> [To do]: Scan the data for "recognized" and copy the lines it appears in.

Stored data entries
Content starts
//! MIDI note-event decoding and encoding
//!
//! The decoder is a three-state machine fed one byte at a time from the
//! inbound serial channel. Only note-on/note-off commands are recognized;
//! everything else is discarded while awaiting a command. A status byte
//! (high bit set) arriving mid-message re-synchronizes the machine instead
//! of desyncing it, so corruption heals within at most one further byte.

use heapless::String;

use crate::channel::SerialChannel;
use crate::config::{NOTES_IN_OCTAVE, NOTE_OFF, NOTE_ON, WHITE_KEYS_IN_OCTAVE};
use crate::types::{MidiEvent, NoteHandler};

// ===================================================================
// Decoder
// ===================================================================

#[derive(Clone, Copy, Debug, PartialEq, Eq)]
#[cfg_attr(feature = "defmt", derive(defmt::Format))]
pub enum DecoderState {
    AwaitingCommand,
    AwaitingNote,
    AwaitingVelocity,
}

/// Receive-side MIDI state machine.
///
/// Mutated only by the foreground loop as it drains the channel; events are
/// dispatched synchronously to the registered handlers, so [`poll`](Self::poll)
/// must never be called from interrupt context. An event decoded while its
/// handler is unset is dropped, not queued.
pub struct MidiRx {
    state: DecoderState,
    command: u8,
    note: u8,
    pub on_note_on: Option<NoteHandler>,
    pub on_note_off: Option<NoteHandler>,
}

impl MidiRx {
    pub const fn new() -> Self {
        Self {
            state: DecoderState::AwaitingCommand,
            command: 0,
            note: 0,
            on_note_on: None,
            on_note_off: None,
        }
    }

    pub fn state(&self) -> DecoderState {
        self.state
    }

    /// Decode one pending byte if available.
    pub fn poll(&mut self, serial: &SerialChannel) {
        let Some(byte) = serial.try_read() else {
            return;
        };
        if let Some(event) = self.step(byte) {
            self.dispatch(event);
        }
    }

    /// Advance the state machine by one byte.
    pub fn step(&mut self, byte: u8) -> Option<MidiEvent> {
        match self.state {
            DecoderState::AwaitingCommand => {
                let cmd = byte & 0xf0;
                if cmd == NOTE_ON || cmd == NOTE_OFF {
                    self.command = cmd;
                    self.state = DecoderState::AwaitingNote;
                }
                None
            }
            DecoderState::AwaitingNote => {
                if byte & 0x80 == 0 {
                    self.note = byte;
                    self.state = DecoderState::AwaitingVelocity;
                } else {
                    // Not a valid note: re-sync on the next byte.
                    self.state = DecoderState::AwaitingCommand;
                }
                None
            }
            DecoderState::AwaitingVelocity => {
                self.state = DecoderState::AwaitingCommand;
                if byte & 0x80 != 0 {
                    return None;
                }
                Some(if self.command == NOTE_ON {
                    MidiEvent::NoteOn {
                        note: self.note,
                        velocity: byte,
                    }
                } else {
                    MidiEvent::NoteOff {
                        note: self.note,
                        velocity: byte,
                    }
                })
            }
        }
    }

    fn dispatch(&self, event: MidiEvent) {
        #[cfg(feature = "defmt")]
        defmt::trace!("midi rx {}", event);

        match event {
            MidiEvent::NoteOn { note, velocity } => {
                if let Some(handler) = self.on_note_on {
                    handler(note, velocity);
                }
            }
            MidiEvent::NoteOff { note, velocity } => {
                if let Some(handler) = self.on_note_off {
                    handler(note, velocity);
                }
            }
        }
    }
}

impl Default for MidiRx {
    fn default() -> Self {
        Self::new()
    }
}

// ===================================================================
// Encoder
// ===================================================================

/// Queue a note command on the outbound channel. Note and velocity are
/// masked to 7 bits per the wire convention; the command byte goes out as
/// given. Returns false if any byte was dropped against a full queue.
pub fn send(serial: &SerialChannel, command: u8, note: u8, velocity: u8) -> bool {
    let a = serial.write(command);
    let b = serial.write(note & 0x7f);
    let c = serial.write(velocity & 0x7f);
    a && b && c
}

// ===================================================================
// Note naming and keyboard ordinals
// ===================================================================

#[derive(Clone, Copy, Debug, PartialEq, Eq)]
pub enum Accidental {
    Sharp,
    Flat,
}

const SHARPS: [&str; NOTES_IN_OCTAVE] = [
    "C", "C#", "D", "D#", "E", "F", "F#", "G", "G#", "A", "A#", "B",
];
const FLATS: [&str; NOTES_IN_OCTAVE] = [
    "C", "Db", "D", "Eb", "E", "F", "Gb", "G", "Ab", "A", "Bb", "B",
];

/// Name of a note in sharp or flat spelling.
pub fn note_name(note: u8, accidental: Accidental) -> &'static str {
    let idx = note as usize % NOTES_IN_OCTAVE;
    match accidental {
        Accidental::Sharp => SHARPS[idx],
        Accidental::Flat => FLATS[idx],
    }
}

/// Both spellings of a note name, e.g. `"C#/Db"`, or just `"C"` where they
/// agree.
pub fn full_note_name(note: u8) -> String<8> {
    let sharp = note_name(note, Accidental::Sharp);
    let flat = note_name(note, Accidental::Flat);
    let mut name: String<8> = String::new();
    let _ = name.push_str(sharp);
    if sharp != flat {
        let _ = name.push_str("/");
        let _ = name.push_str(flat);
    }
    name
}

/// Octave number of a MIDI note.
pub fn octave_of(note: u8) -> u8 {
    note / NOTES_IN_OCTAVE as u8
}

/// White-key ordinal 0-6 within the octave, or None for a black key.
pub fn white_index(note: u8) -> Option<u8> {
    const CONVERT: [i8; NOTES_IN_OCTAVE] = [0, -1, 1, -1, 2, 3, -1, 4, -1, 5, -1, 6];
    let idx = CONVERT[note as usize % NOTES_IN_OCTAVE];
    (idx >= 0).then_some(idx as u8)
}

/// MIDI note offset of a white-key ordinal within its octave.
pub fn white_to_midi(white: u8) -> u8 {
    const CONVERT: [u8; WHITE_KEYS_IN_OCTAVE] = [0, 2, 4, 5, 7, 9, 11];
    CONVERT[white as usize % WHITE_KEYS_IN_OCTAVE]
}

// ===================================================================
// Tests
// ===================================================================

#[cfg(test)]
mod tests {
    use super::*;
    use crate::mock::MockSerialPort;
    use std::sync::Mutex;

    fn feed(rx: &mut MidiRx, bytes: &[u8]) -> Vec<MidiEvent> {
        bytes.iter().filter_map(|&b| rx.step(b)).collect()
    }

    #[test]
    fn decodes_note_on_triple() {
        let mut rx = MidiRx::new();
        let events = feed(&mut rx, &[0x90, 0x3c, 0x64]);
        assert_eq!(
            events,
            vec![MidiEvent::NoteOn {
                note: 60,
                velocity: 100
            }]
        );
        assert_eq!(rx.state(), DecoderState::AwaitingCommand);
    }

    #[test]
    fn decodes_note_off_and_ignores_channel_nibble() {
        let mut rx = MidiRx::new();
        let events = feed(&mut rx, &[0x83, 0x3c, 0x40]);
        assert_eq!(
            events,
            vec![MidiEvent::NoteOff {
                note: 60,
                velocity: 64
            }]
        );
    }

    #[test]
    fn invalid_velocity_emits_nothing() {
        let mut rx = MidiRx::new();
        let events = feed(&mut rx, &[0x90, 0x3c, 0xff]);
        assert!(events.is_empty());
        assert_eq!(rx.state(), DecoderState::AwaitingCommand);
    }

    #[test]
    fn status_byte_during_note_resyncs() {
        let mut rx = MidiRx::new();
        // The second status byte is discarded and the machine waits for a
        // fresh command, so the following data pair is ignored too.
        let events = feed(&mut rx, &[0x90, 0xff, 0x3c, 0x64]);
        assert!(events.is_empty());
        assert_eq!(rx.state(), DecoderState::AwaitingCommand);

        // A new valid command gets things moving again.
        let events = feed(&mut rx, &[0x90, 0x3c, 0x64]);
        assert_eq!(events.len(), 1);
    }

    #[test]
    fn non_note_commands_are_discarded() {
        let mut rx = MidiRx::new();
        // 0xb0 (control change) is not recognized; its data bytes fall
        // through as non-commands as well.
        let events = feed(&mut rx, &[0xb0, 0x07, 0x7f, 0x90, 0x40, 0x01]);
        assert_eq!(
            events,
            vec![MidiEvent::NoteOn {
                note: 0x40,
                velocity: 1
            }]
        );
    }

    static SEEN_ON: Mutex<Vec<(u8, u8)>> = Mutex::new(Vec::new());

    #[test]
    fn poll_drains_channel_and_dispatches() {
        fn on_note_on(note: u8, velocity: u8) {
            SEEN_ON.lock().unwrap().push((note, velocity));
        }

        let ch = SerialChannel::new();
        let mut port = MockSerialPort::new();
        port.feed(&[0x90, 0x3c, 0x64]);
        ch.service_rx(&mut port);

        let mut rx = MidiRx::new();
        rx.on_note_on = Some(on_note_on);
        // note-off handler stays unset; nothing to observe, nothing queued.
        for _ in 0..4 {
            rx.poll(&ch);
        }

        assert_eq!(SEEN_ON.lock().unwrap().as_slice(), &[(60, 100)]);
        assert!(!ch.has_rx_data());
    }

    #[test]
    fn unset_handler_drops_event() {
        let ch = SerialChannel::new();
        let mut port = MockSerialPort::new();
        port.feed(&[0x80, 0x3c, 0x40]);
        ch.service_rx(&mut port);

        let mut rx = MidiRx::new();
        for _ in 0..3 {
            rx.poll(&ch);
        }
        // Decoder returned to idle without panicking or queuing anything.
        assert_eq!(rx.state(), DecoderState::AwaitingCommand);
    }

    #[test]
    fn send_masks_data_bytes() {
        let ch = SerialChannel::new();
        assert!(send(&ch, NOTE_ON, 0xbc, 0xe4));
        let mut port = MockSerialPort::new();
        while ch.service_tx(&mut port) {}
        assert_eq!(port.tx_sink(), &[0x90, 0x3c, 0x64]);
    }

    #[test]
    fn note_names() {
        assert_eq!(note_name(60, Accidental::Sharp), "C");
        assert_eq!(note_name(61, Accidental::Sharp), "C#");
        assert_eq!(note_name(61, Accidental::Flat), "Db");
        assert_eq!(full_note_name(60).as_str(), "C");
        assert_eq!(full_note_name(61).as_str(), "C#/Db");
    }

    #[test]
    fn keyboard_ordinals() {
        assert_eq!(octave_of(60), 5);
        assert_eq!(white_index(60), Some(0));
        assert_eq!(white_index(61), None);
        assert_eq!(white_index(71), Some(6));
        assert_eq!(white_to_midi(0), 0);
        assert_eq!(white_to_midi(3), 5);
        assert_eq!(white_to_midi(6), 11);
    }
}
Content ends
> [Solution to the problem]:
//! inbound serial channel. Only note-on/note-off commands are recognized;
        // 0xb0 (control change) is not recognized; its data bytes fall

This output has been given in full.